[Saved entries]
╭──
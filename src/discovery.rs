//! Startup document discovery over a statically declared package list.
//!
//! The process configuration lists application package names in order; each
//! installed package may contribute a documents hook whose side effect is to
//! register its handlers. The configuration is allowed to name packages that
//! are not installed or that ship no documents — those are skipped, not
//! errors.

use log::debug;
use serde::{Deserialize, Serialize};

use crate::registry::{DocumentRegistry, RegistryError};

/// Registration hook contributed by a document-providing package.
pub type DocumentsHook = fn(&mut DocumentRegistry) -> Result<(), RegistryError>;

/// A statically declared application package.
#[derive(Clone, Copy)]
pub struct DocumentProvider {
    /// Package name as it appears in the discovery configuration.
    pub name: &'static str,
    /// Registration hook; `None` when the package ships no documents.
    pub documents: Option<DocumentsHook>,
}

/// Ordered package list, read once at startup.
#[derive(Debug, Clone, Default, Serialize, Deserialize)]
pub struct DiscoveryConfig {
    pub packages: Vec<String>,
}

impl DiscoveryConfig {
    pub fn new(packages: impl IntoIterator<Item = impl Into<String>>) -> Self {
        DiscoveryConfig {
            packages: packages.into_iter().map(Into::into).collect(),
        }
    }

    pub fn from_json(json: &str) -> Result<Self, serde_json::Error> {
        serde_json::from_str(json)
    }
}

/// Walk the configured package list and fire each matching documents hook.
///
/// The scan itself registers nothing. Registration failures propagate
/// immediately — a half-populated registry at startup is harder to diagnose
/// than a failed boot. Call this once from the composition root; calling it
/// again re-fires every hook, and duplicate registrations then fail.
pub fn autodiscover(
    registry: &mut DocumentRegistry,
    config: &DiscoveryConfig,
    installed: &[DocumentProvider],
) -> Result<(), RegistryError> {
    for package in &config.packages {
        let Some(provider) = installed.iter().find(|p| p.name == package) else {
            debug!("no installed package named '{}', skipping", package);
            continue;
        };
        let Some(hook) = provider.documents else {
            debug!("package '{}' provides no documents, skipping", package);
            continue;
        };
        debug!("loading documents from package '{}'", package);
        hook(registry)?;
    }
    Ok(())
}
╰──
→ **Instructions for the task**: Each entry must be output exactly as it was written.

→ **Task answer**:
filename src/discovery.rs
//! Startup document discovery over a statically declared package list.
//!
//! The process configuration lists application package names in order; each
//! installed package may contribute a documents hook whose side effect is to
//! register its handlers. The configuration is allowed to name packages that
//! are not installed or that ship no documents — those are skipped, not
//! errors.

use log::debug;
use serde::{Deserialize, Serialize};

use crate::registry::{DocumentRegistry, RegistryError};

/// Registration hook contributed by a document-providing package.
pub type DocumentsHook = fn(&mut DocumentRegistry) -> Result<(), RegistryError>;

/// A statically declared application package.
#[derive(Clone, Copy)]
pub struct DocumentProvider {
    /// Package name as it appears in the discovery configuration.
    pub name: &'static str,
    /// Registration hook; `None` when the package ships no documents.
    pub documents: Option<DocumentsHook>,
}

/// Ordered package list, read once at startup.
#[derive(Debug, Clone, Default, Serialize, Deserialize)]
pub struct DiscoveryConfig {
    pub packages: Vec<String>,
}

impl DiscoveryConfig {
    pub fn new(packages: impl IntoIterator<Item = impl Into<String>>) -> Self {
        DiscoveryConfig {
            packages: packages.into_iter().map(Into::into).collect(),
        }
    }

    pub fn from_json(json: &str) -> Result<Self, serde_json::Error> {
        serde_json::from_str(json)
    }
}

/// Walk the configured package list and fire each matching documents hook.
///
/// The scan itself registers nothing. Registration failures propagate
/// immediately — a half-populated registry at startup is harder to diagnose
/// than a failed boot. Call this once from the composition root; calling it
/// again re-fires every hook, and duplicate registrations then fail.
pub fn autodiscover(
    registry: &mut DocumentRegistry,
    config: &DiscoveryConfig,
    installed: &[DocumentProvider],
) -> Result<(), RegistryError> {
    for package in &config.packages {
        let Some(provider) = installed.iter().find(|p| p.name == package) else {
            debug!("no installed package named '{}', skipping", package);
            continue;
        };
        let Some(hook) = provider.documents else {
            debug!("package '{}' provides no documents, skipping", package);
            continue;
        };
        debug!("loading documents from package '{}'", package);
        hook(registry)?;
    }
    Ok(())
}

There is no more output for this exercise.